[Stored data]:
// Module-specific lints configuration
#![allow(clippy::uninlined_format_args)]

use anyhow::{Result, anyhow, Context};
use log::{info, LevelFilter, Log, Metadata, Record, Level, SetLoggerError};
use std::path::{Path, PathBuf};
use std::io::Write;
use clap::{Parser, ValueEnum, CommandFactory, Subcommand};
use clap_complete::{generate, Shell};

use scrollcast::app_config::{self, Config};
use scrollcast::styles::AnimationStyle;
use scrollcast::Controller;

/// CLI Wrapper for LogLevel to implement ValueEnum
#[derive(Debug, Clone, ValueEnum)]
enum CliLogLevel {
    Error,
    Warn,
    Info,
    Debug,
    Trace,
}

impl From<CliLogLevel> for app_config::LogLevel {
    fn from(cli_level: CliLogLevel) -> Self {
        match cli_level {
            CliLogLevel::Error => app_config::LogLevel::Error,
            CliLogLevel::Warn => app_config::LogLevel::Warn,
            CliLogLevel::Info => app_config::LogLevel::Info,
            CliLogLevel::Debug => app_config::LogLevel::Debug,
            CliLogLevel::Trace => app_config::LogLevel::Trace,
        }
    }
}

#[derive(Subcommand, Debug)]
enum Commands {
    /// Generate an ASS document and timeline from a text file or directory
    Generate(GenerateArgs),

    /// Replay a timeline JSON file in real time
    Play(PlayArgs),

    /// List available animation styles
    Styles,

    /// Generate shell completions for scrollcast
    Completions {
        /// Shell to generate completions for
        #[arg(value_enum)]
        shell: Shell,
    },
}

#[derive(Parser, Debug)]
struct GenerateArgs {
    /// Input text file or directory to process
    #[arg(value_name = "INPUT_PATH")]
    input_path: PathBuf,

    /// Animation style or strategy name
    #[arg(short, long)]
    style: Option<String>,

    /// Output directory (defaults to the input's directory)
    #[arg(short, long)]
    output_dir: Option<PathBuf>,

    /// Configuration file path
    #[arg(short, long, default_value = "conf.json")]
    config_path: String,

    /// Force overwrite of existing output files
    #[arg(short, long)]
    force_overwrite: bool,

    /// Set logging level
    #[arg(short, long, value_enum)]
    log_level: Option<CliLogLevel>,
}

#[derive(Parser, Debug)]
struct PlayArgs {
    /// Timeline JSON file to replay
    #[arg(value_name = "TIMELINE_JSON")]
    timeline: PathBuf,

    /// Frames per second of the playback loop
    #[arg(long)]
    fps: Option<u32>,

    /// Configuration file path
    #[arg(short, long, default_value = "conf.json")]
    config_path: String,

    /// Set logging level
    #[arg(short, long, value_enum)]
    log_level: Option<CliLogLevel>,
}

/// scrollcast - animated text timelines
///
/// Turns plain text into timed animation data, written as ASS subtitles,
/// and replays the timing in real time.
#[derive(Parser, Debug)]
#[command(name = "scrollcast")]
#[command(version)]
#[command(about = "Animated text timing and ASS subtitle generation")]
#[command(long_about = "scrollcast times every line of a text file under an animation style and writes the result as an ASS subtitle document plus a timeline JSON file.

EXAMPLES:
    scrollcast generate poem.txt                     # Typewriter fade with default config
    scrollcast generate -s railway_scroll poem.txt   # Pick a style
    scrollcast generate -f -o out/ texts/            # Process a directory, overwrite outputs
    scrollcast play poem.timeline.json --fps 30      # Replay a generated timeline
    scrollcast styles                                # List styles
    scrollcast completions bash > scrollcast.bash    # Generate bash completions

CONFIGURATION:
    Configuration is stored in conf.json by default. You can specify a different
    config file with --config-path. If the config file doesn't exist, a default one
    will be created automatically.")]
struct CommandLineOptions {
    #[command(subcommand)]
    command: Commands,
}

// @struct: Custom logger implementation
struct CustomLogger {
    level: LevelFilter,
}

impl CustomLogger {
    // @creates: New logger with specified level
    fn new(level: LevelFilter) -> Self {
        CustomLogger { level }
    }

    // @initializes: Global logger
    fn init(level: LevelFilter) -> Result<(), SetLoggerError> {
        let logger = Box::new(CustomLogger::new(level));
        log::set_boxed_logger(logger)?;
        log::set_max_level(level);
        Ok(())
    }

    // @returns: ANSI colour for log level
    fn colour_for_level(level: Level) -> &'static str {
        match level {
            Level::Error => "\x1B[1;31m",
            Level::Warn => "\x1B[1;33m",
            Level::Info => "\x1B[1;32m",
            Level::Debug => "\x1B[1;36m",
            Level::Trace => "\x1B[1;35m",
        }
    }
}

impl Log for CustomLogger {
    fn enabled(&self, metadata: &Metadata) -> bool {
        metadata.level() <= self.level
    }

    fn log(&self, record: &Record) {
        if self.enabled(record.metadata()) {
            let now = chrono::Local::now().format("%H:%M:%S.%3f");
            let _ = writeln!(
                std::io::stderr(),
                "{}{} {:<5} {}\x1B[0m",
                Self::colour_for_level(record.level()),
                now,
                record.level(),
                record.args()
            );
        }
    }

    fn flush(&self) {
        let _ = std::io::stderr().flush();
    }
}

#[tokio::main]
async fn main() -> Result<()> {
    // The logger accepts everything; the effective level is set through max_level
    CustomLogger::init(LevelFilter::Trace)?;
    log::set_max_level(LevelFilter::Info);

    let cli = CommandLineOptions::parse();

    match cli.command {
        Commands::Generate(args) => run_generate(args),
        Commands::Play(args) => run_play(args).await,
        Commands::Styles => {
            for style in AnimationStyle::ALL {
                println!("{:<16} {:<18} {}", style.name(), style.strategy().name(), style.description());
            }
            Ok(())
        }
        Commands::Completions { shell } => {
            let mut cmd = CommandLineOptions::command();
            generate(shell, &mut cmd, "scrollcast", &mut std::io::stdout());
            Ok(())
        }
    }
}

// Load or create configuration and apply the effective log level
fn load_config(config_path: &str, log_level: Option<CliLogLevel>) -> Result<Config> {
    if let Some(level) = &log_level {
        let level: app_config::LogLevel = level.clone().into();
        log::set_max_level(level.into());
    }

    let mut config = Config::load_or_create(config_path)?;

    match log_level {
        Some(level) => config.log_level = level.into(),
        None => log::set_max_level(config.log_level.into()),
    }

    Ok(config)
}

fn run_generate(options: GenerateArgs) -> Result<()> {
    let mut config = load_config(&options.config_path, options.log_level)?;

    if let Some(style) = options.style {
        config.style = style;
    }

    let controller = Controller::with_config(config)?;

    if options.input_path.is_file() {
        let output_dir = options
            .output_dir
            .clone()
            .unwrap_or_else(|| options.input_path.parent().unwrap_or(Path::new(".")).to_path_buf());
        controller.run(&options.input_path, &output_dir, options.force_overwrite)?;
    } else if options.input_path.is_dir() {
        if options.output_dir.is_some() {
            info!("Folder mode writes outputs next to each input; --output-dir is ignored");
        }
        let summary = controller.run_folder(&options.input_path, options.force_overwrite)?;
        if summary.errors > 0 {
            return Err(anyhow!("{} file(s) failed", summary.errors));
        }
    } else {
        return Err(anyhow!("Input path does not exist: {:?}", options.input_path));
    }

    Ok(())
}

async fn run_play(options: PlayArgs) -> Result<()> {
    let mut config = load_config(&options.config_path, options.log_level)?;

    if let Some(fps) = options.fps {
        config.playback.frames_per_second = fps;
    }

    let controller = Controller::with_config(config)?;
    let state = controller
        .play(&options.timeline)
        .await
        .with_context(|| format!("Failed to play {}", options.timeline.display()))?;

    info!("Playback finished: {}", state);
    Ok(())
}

[Work request]:
Write the material out again word for word.

[Answer]:
// Module-specific lints configuration
#![allow(clippy::uninlined_format_args)]

use anyhow::{Result, anyhow, Context};
use log::{info, LevelFilter, Log, Metadata, Record, Level, SetLoggerError};
use std::path::{Path, PathBuf};
use std::io::Write;
use clap::{Parser, ValueEnum, CommandFactory, Subcommand};
use clap_complete::{generate, Shell};

use scrollcast::app_config::{self, Config};
use scrollcast::styles::AnimationStyle;
use scrollcast::Controller;

/// CLI Wrapper for LogLevel to implement ValueEnum
#[derive(Debug, Clone, ValueEnum)]
enum CliLogLevel {
    Error,
    Warn,
    Info,
    Debug,
    Trace,
}

impl From<CliLogLevel> for app_config::LogLevel {
    fn from(cli_level: CliLogLevel) -> Self {
        match cli_level {
            CliLogLevel::Error => app_config::LogLevel::Error,
            CliLogLevel::Warn => app_config::LogLevel::Warn,
            CliLogLevel::Info => app_config::LogLevel::Info,
            CliLogLevel::Debug => app_config::LogLevel::Debug,
            CliLogLevel::Trace => app_config::LogLevel::Trace,
        }
    }
}

#[derive(Subcommand, Debug)]
enum Commands {
    /// Generate an ASS document and timeline from a text file or directory
    Generate(GenerateArgs),

    /// Replay a timeline JSON file in real time
    Play(PlayArgs),

    /// List available animation styles
    Styles,

    /// Generate shell completions for scrollcast
    Completions {
        /// Shell to generate completions for
        #[arg(value_enum)]
        shell: Shell,
    },
}

#[derive(Parser, Debug)]
struct GenerateArgs {
    /// Input text file or directory to process
    #[arg(value_name = "INPUT_PATH")]
    input_path: PathBuf,

    /// Animation style or strategy name
    #[arg(short, long)]
    style: Option<String>,

    /// Output directory (defaults to the input's directory)
    #[arg(short, long)]
    output_dir: Option<PathBuf>,

    /// Configuration file path
    #[arg(short, long, default_value = "conf.json")]
    config_path: String,

    /// Force overwrite of existing output files
    #[arg(short, long)]
    force_overwrite: bool,

    /// Set logging level
    #[arg(short, long, value_enum)]
    log_level: Option<CliLogLevel>,
}

#[derive(Parser, Debug)]
struct PlayArgs {
    /// Timeline JSON file to replay
    #[arg(value_name = "TIMELINE_JSON")]
    timeline: PathBuf,

    /// Frames per second of the playback loop
    #[arg(long)]
    fps: Option<u32>,

    /// Configuration file path
    #[arg(short, long, default_value = "conf.json")]
    config_path: String,

    /// Set logging level
    #[arg(short, long, value_enum)]
    log_level: Option<CliLogLevel>,
}

/// scrollcast - animated text timelines
///
/// Turns plain text into timed animation data, written as ASS subtitles,
/// and replays the timing in real time.
#[derive(Parser, Debug)]
#[command(name = "scrollcast")]
#[command(version)]
#[command(about = "Animated text timing and ASS subtitle generation")]
#[command(long_about = "scrollcast times every line of a text file under an animation style and writes the result as an ASS subtitle document plus a timeline JSON file.

EXAMPLES:
    scrollcast generate poem.txt                     # Typewriter fade with default config
    scrollcast generate -s railway_scroll poem.txt   # Pick a style
    scrollcast generate -f -o out/ texts/            # Process a directory, overwrite outputs
    scrollcast play poem.timeline.json --fps 30      # Replay a generated timeline
    scrollcast styles                                # List styles
    scrollcast completions bash > scrollcast.bash    # Generate bash completions

CONFIGURATION:
    Configuration is stored in conf.json by default. You can specify a different
    config file with --config-path. If the config file doesn't exist, a default one
    will be created automatically.")]
struct CommandLineOptions {
    #[command(subcommand)]
    command: Commands,
}

// @struct: Custom logger implementation
struct CustomLogger {
    level: LevelFilter,
}

impl CustomLogger {
    // @creates: New logger with specified level
    fn new(level: LevelFilter) -> Self {
        CustomLogger { level }
    }

    // @initializes: Global logger
    fn init(level: LevelFilter) -> Result<(), SetLoggerError> {
        let logger = Box::new(CustomLogger::new(level));
        log::set_boxed_logger(logger)?;
        log::set_max_level(level);
        Ok(())
    }

    // @returns: ANSI colour for log level
    fn colour_for_level(level: Level) -> &'static str {
        match level {
            Level::Error => "\x1B[1;31m",
            Level::Warn => "\x1B[1;33m",
            Level::Info => "\x1B[1;32m",
            Level::Debug => "\x1B[1;36m",
            Level::Trace => "\x1B[1;35m",
        }
    }
}

impl Log for CustomLogger {
    fn enabled(&self, metadata: &Metadata) -> bool {
        metadata.level() <= self.level
    }

    fn log(&self, record: &Record) {
        if self.enabled(record.metadata()) {
            let now = chrono::Local::now().format("%H:%M:%S.%3f");
            let _ = writeln!(
                std::io::stderr(),
                "{}{} {:<5} {}\x1B[0m",
                Self::colour_for_level(record.level()),
                now,
                record.level(),
                record.args()
            );
        }
    }

    fn flush(&self) {
        let _ = std::io::stderr().flush();
    }
}

#[tokio::main]
async fn main() -> Result<()> {
    // The logger accepts everything; the effective level is set through max_level
    CustomLogger::init(LevelFilter::Trace)?;
    log::set_max_level(LevelFilter::Info);

    let cli = CommandLineOptions::parse();

    match cli.command {
        Commands::Generate(args) => run_generate(args),
        Commands::Play(args) => run_play(args).await,
        Commands::Styles => {
            for style in AnimationStyle::ALL {
                println!("{:<16} {:<18} {}", style.name(), style.strategy().name(), style.description());
            }
            Ok(())
        }
        Commands::Completions { shell } => {
            let mut cmd = CommandLineOptions::command();
            generate(shell, &mut cmd, "scrollcast", &mut std::io::stdout());
            Ok(())
        }
    }
}

// Load or create configuration and apply the effective log level
fn load_config(config_path: &str, log_level: Option<CliLogLevel>) -> Result<Config> {
    if let Some(level) = &log_level {
        let level: app_config::LogLevel = level.clone().into();
        log::set_max_level(level.into());
    }

    let mut config = Config::load_or_create(config_path)?;

    match log_level {
        Some(level) => config.log_level = level.into(),
        None => log::set_max_level(config.log_level.into()),
    }

    Ok(config)
}

fn run_generate(options: GenerateArgs) -> Result<()> {
    let mut config = load_config(&options.config_path, options.log_level)?;

    if let Some(style) = options.style {
        config.style = style;
    }

    let controller = Controller::with_config(config)?;

    if options.input_path.is_file() {
        let output_dir = options
            .output_dir
            .clone()
            .unwrap_or_else(|| options.input_path.parent().unwrap_or(Path::new(".")).to_path_buf());
        controller.run(&options.input_path, &output_dir, options.force_overwrite)?;
    } else if options.input_path.is_dir() {
        if options.output_dir.is_some() {
            info!("Folder mode writes outputs next to each input; --output-dir is ignored");
        }
        let summary = controller.run_folder(&options.input_path, options.force_overwrite)?;
        if summary.errors > 0 {
            return Err(anyhow!("{} file(s) failed", summary.errors));
        }
    } else {
        return Err(anyhow!("Input path does not exist: {:?}", options.input_path));
    }

    Ok(())
}

async fn run_play(options: PlayArgs) -> Result<()> {
    let mut config = load_config(&options.config_path, options.log_level)?;

    if let Some(fps) = options.fps {
        config.playback.frames_per_second = fps;
    }

    let controller = Controller::with_config(config)?;
    let state = controller
        .play(&options.timeline)
        .await
        .with_context(|| format!("Failed to play {}", options.timeline.display()))?;

    info!("Playback finished: {}", state);
    Ok(())
}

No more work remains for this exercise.